_WHAT THE TASK ASKS:_
Everything from the line that holds "typed device event." to the end of the entries below should be printed again, word for word, and nothing more.

_RECORDS SUPPLIED:_
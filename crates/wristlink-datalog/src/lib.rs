//! Data log session tracking.
//!
//! The device opens id-addressed log streams toward the host and feeds them
//! chunked binary records. Each session carries a type/size header that
//! fixes the shape of its records; the tracker assembles chunks into
//! complete items and surfaces each item as a typed device event.
//!
//! # Message Flow
//!
//! ```text
//! device → host : OPEN  (id, uuid, created_at, tag, item_type, item_size)
//! host   → device: ACK  (id)
//! device → host : DATA  (id, items_left, chunk)      repeated
//! host   → device: ACK  (id)
//! device → host : CLOSE (id)
//! host   → device: ACK  (id)
//! ```
//!
//! Devices recycle the small session id space aggressively: an OPEN for an
//! id that is still live force-closes the previous occupant and drops its
//! partially accumulated item.

mod error;
mod session;
mod tracker;

pub use error::*;
pub use session::*;
pub use tracker::*;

_WRITTEN SOLUTION:_
//! complete items and surfaces each item as a typed device event.
//!
//! # Message Flow
//!
//! ```text
//! device → host : OPEN  (id, uuid, created_at, tag, item_type, item_size)
//! host   → device: ACK  (id)
//! device → host : DATA  (id, items_left, chunk)      repeated
//! host   → device: ACK  (id)
//! device → host : CLOSE (id)
//! host   → device: ACK  (id)
//! ```
//!
//! Devices recycle the small session id space aggressively: an OPEN for an
//! id that is still live force-closes the previous occupant and drops its
//! partially accumulated item.

mod error;
mod session;
mod tracker;

pub use error::*;
pub use session::*;
pub use tracker::*;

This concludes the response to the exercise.